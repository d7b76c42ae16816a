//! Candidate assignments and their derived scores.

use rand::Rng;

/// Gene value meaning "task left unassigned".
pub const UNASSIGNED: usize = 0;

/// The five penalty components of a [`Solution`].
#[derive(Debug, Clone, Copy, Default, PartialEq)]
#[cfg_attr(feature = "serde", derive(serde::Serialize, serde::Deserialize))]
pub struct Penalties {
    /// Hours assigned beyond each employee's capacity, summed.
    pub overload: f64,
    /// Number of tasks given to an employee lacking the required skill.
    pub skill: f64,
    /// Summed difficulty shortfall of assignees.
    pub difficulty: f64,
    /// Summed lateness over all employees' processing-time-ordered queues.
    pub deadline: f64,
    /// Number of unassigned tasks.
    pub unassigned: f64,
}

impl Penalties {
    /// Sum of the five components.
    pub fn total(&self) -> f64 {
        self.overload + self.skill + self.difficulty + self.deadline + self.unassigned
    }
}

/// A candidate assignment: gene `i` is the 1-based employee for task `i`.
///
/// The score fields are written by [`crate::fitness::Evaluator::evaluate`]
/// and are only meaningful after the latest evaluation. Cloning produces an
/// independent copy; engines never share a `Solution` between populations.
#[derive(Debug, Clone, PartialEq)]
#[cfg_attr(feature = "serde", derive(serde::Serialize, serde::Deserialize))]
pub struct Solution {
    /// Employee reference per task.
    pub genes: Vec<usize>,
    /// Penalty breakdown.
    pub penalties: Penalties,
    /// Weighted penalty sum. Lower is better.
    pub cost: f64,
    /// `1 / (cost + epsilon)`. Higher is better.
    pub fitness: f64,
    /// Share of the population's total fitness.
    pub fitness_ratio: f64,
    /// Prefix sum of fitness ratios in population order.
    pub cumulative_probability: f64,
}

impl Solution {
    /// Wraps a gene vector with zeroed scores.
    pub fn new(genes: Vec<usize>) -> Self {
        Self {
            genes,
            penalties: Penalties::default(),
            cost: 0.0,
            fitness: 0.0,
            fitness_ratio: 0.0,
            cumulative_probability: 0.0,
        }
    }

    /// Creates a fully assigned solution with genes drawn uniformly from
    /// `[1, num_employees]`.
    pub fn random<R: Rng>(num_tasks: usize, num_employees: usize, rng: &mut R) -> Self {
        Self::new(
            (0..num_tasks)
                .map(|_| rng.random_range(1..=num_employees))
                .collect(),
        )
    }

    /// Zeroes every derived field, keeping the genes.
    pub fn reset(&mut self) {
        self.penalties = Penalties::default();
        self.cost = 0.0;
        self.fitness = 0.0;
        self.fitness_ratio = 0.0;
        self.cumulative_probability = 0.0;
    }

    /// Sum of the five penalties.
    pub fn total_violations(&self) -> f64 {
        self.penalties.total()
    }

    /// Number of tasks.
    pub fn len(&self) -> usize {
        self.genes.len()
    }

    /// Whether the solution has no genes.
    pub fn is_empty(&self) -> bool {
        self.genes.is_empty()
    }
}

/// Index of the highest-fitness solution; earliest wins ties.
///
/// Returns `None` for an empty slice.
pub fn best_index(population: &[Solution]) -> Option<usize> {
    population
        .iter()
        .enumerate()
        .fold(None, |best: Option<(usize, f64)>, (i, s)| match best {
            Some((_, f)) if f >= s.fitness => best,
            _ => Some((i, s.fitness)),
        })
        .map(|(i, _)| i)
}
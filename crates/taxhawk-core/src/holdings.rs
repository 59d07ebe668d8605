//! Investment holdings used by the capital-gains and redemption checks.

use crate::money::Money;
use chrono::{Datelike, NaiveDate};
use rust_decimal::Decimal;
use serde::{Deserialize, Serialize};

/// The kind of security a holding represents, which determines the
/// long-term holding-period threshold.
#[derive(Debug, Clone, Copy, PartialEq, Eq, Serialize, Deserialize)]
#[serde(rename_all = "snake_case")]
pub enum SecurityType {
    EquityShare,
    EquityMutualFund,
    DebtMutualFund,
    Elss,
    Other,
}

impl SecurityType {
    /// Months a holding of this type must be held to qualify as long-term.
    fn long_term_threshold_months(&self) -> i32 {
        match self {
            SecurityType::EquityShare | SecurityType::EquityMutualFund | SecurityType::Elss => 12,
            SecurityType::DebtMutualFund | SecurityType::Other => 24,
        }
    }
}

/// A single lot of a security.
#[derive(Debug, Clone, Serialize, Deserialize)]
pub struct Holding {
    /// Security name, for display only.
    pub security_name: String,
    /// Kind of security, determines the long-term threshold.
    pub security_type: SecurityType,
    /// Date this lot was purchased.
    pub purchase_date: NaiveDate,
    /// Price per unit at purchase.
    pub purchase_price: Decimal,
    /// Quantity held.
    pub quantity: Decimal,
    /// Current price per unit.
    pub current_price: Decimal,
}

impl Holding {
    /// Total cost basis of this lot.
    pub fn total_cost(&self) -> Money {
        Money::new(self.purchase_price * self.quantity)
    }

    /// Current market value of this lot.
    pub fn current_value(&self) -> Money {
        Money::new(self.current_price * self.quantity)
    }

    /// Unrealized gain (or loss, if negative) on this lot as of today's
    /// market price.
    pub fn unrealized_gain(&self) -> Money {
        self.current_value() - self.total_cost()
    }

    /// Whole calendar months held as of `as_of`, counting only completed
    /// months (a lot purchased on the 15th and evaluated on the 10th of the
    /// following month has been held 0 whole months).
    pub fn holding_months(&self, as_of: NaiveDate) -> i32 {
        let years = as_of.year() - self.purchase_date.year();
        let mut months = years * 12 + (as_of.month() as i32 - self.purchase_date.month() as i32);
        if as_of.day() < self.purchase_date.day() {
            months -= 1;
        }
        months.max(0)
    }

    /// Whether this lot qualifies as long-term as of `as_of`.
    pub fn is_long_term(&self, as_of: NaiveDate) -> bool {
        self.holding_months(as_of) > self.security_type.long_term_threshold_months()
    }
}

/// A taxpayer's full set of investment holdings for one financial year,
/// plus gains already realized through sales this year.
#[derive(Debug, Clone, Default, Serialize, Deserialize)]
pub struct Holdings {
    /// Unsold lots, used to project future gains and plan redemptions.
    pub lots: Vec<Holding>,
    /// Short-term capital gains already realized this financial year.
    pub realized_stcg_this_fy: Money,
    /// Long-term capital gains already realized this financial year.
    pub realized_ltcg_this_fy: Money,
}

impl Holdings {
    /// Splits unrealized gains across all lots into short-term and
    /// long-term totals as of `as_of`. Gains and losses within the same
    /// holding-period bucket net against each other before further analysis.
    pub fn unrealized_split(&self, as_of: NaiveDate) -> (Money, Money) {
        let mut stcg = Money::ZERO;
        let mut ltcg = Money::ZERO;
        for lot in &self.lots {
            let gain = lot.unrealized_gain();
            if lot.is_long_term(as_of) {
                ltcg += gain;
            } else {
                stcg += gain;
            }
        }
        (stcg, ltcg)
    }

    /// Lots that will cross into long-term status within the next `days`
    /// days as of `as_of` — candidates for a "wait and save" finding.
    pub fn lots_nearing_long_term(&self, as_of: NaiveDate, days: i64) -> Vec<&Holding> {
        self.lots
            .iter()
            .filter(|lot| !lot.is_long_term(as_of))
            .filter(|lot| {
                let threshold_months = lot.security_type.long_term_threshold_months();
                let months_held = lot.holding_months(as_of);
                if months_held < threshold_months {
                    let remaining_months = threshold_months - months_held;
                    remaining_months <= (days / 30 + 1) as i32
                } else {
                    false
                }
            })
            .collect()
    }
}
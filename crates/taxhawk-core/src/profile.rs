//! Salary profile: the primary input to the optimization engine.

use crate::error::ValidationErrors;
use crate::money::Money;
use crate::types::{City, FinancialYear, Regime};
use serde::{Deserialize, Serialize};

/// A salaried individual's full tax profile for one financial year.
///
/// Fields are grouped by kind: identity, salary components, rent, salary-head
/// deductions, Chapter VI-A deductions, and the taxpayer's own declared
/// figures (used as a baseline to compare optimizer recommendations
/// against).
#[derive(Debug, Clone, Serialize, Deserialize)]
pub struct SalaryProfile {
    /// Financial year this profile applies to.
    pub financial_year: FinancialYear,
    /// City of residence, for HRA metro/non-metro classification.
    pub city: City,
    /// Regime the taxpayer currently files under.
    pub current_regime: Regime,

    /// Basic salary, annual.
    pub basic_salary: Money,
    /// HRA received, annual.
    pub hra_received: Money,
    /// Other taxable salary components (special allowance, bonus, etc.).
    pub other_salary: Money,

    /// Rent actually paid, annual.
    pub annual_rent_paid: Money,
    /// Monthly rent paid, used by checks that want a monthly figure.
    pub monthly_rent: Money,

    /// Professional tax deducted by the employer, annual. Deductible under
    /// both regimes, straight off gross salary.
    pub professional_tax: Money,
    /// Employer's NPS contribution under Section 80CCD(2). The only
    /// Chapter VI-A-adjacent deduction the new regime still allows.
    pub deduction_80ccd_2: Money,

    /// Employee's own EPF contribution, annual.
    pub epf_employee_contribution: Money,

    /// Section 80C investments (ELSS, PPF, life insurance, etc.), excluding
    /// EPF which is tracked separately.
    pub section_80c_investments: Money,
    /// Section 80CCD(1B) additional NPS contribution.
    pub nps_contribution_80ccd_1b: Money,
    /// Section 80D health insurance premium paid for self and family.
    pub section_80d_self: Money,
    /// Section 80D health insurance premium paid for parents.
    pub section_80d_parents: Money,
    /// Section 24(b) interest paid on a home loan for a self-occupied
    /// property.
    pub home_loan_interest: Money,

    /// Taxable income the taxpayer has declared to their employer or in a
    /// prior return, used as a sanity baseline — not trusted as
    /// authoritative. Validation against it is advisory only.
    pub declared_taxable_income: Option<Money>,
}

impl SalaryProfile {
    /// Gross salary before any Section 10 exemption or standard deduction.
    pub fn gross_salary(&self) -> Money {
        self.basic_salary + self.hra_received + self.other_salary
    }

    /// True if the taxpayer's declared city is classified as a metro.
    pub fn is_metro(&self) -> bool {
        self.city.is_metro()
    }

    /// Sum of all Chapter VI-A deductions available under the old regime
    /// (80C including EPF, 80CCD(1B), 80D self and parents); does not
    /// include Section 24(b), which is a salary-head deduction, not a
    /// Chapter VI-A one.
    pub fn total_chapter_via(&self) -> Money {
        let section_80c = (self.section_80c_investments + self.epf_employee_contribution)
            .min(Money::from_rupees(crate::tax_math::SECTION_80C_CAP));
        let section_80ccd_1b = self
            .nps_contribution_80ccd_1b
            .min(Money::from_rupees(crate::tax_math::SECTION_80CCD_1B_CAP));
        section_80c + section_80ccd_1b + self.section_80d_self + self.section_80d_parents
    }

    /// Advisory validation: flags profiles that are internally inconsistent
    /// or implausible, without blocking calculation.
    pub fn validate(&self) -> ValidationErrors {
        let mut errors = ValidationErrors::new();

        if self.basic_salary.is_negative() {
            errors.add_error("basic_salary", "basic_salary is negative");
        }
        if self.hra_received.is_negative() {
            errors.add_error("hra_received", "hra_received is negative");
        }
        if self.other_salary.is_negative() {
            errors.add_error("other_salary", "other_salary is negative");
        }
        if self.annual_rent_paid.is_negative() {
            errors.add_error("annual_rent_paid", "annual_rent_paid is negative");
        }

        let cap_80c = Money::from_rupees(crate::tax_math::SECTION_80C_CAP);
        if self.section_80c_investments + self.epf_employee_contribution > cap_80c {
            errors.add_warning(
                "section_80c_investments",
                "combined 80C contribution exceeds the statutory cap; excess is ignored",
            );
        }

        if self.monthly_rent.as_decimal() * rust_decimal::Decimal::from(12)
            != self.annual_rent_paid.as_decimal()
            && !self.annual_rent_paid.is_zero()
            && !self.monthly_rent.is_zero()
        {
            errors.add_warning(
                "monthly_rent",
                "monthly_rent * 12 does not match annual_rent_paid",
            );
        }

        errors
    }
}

*Assigned task:* Scan the listing above, and wherever a line holds the string "DebtMutualFund", copy that line.

*Answer below:*
    DebtMutualFund,
            SecurityType::DebtMutualFund | SecurityType::Other => 24,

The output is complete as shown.